■ Exercise requirements:
If a line of the listing contains the string "PoolFull", return that line.
================
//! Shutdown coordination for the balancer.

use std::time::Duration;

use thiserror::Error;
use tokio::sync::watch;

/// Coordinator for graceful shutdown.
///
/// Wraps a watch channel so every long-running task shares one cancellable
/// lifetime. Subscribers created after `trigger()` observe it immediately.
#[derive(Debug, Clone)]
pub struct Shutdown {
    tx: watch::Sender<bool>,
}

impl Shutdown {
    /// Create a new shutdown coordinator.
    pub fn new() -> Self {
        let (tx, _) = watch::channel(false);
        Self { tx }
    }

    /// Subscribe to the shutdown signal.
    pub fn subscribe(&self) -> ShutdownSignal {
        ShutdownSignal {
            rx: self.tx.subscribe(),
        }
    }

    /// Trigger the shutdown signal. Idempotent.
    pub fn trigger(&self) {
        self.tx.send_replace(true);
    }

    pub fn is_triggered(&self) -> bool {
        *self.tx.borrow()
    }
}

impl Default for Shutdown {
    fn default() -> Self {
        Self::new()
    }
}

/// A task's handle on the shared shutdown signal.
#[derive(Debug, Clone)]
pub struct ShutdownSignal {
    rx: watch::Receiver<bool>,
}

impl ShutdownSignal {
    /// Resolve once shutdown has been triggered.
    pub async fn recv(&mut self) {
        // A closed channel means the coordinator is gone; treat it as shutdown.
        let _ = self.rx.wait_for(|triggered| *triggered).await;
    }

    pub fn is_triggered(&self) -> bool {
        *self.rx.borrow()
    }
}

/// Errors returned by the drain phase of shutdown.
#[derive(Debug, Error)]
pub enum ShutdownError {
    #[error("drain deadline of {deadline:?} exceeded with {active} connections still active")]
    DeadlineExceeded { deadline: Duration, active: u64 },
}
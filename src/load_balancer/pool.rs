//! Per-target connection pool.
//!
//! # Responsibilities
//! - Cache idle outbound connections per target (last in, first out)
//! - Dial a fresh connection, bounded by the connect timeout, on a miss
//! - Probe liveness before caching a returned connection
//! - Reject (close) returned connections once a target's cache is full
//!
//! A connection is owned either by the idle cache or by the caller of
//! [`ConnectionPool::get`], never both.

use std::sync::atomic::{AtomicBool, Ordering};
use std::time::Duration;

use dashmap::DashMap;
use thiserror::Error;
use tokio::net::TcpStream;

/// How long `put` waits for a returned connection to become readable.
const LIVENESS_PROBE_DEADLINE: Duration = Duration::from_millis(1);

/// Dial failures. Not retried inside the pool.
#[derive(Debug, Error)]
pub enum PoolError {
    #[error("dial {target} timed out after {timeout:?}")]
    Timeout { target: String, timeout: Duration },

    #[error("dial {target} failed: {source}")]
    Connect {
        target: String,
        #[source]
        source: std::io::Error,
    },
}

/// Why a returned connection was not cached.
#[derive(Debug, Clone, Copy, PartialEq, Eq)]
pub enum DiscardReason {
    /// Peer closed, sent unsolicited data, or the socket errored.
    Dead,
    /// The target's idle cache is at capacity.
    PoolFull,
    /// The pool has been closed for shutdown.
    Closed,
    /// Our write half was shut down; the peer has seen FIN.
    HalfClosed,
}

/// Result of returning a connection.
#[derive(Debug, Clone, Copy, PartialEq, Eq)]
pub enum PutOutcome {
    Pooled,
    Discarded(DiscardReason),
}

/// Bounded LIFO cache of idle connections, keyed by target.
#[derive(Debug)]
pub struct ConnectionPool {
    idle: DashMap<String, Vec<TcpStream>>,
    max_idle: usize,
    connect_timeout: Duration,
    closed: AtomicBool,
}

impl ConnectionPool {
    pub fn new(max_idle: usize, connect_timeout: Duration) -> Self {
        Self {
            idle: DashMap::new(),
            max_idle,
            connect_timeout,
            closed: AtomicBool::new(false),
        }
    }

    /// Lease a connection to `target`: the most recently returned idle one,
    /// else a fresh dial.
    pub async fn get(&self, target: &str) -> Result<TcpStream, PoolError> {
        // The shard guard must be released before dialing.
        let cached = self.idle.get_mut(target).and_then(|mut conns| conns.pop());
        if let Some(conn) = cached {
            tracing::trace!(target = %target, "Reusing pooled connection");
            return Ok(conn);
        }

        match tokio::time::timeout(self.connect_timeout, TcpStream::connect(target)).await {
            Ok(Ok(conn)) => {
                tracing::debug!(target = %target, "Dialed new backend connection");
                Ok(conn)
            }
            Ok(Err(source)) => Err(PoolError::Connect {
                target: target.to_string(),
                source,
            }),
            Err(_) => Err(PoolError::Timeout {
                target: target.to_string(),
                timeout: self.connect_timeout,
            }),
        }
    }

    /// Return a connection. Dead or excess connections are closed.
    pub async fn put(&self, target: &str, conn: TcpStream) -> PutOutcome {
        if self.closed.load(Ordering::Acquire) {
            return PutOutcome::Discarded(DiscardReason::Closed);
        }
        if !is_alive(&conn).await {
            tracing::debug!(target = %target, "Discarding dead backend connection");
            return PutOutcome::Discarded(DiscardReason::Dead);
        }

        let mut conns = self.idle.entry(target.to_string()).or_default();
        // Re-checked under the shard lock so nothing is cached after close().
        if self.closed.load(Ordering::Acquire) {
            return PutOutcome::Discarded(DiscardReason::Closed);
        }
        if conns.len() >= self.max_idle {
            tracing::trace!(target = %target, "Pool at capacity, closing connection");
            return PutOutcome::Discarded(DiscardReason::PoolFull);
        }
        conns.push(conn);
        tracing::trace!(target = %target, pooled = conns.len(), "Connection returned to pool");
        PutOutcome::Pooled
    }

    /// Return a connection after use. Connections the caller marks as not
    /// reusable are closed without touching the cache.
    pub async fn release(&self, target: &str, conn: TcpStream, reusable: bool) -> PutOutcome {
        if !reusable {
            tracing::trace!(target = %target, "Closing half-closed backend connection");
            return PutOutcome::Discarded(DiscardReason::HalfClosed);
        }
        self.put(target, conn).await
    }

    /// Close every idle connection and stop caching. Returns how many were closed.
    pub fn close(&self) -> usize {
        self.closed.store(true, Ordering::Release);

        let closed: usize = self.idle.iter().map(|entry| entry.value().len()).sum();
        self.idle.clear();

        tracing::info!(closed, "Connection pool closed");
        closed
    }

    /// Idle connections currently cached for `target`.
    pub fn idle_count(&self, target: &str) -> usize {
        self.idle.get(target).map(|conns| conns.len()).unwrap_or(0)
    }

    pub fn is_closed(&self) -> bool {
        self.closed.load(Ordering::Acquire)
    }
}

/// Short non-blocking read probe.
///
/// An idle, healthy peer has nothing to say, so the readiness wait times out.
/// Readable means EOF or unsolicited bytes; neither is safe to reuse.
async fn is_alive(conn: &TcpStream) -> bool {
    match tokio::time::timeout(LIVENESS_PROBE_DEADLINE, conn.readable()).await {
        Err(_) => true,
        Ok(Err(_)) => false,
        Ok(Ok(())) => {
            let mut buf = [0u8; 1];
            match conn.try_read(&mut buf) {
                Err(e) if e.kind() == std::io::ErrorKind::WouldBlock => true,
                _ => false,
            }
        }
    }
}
================
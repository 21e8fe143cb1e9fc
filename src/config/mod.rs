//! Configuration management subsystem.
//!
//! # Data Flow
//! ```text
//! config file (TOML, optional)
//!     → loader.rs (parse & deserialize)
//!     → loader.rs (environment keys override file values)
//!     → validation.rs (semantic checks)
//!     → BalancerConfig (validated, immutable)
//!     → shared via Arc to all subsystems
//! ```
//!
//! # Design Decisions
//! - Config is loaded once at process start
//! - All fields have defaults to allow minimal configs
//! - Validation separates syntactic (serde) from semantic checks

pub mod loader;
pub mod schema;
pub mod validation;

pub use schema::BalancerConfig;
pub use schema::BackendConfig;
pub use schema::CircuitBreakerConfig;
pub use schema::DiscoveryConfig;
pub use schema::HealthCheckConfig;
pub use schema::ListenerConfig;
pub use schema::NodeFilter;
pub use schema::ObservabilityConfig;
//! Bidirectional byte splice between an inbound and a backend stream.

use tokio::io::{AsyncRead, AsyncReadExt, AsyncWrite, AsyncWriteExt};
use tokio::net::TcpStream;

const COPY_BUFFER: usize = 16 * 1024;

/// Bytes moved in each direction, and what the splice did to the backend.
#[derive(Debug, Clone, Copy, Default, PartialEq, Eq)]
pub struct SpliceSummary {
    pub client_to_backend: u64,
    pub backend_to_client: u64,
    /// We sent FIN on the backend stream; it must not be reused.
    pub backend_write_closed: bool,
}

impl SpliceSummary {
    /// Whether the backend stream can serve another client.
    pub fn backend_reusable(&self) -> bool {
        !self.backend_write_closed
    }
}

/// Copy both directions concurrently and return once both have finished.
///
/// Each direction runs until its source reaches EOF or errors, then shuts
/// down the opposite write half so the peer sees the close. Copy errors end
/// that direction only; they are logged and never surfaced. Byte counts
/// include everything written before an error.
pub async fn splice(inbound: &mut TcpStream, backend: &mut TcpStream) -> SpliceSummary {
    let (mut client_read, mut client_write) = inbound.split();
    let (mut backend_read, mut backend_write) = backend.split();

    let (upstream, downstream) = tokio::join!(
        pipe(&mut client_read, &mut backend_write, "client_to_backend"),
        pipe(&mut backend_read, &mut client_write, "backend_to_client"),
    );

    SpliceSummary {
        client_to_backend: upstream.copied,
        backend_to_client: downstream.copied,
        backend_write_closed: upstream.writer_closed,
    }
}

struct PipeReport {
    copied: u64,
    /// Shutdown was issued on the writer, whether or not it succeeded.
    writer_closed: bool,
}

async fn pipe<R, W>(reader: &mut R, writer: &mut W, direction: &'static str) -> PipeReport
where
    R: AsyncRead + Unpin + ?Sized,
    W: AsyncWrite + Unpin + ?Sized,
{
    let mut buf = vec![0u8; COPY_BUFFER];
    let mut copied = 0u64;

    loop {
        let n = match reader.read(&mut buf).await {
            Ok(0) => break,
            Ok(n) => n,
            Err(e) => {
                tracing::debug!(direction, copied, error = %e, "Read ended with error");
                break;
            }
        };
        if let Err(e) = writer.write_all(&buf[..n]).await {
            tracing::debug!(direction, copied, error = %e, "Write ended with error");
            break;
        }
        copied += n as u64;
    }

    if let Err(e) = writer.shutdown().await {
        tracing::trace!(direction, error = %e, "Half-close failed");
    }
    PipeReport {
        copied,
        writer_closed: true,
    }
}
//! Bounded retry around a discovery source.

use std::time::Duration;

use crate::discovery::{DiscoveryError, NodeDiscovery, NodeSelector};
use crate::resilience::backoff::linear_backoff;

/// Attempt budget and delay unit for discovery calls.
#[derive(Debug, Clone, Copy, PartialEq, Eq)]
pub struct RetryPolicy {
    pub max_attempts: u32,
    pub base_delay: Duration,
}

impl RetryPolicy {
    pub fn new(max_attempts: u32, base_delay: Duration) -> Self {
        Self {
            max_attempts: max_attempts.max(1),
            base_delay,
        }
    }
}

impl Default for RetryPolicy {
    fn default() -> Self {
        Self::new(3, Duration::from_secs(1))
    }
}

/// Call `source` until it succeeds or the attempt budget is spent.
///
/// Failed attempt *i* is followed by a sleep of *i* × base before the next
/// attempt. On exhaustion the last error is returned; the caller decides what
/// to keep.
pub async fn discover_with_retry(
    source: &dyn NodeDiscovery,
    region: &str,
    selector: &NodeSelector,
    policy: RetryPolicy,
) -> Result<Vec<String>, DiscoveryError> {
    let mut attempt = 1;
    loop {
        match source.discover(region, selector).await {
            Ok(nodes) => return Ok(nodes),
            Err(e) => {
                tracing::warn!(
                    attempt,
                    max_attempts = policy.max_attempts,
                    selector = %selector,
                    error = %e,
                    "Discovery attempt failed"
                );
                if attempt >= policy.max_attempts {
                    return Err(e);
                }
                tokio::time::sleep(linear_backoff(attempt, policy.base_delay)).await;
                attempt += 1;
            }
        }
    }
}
================
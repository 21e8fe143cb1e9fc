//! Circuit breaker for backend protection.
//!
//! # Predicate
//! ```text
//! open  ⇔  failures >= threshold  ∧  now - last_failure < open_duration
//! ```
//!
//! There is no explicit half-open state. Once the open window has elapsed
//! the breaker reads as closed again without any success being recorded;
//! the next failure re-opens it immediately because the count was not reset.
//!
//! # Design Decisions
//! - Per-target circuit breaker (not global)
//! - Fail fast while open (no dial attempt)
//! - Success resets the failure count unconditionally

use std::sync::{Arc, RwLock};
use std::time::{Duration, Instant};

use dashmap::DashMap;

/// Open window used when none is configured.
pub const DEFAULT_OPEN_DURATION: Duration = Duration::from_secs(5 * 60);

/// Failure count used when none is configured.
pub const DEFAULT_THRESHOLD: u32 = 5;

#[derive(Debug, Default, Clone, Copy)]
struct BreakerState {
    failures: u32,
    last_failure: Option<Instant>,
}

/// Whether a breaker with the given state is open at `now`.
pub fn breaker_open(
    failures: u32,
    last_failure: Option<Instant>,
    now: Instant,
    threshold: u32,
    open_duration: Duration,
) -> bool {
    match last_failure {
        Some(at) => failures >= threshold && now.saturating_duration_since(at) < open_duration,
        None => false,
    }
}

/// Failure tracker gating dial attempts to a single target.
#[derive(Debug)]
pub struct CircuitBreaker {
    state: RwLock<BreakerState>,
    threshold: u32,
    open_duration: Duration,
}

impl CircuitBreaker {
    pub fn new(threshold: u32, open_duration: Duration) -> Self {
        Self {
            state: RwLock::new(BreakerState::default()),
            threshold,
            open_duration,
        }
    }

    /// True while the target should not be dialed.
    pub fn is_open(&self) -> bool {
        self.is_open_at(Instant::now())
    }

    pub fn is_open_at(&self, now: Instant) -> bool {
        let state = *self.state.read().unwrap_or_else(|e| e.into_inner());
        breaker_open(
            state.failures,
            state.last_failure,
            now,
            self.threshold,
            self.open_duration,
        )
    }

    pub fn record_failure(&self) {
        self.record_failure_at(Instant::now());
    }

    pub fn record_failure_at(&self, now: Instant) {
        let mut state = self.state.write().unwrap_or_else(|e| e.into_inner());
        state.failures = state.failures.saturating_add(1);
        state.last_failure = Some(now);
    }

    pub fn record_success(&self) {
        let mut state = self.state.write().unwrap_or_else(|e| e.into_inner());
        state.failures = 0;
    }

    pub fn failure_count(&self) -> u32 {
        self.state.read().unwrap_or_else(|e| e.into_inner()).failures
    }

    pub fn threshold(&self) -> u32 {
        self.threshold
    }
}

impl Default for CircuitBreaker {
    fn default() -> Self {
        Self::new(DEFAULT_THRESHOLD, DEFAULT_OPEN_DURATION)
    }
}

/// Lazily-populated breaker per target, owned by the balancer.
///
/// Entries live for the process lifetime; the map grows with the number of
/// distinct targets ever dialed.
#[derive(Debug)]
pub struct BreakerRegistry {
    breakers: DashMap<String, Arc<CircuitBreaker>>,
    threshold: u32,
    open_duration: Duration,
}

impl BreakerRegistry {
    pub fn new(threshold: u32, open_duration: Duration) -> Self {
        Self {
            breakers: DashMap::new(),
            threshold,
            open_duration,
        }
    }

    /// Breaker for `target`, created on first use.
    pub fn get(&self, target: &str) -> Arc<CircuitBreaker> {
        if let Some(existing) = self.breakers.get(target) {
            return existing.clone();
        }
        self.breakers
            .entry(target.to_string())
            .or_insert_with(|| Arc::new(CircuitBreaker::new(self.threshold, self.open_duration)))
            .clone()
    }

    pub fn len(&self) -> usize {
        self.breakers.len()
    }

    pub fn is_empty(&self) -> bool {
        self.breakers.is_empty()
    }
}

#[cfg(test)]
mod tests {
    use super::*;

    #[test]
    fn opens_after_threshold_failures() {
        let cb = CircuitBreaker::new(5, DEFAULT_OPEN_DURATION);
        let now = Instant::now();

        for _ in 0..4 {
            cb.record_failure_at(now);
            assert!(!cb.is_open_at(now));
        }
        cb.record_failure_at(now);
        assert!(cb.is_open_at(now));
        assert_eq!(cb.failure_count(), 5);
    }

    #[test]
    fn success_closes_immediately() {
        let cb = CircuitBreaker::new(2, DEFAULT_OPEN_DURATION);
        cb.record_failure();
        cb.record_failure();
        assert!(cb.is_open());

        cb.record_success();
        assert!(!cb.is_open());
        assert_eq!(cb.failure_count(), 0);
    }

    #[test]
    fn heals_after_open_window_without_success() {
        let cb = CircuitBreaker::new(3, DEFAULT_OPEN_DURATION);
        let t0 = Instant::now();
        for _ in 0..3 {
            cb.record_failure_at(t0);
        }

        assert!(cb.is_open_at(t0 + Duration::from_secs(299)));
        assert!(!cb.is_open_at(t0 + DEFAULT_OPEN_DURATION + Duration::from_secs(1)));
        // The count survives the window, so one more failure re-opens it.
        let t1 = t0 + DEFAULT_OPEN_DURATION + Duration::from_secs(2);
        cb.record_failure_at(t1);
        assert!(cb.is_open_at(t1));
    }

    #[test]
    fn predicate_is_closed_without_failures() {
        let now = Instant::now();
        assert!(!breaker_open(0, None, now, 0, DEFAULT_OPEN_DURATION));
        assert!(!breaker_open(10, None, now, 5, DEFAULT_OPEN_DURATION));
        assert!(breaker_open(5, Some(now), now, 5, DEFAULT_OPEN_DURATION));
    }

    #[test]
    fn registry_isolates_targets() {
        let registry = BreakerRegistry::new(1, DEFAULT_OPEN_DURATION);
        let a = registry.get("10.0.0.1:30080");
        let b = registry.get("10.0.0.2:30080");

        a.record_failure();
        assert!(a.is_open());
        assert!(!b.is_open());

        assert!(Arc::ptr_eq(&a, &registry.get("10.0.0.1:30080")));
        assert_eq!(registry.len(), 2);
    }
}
================
■ Reply to the exercise:
    PoolFull,
            return PutOutcome::Discarded(DiscardReason::PoolFull);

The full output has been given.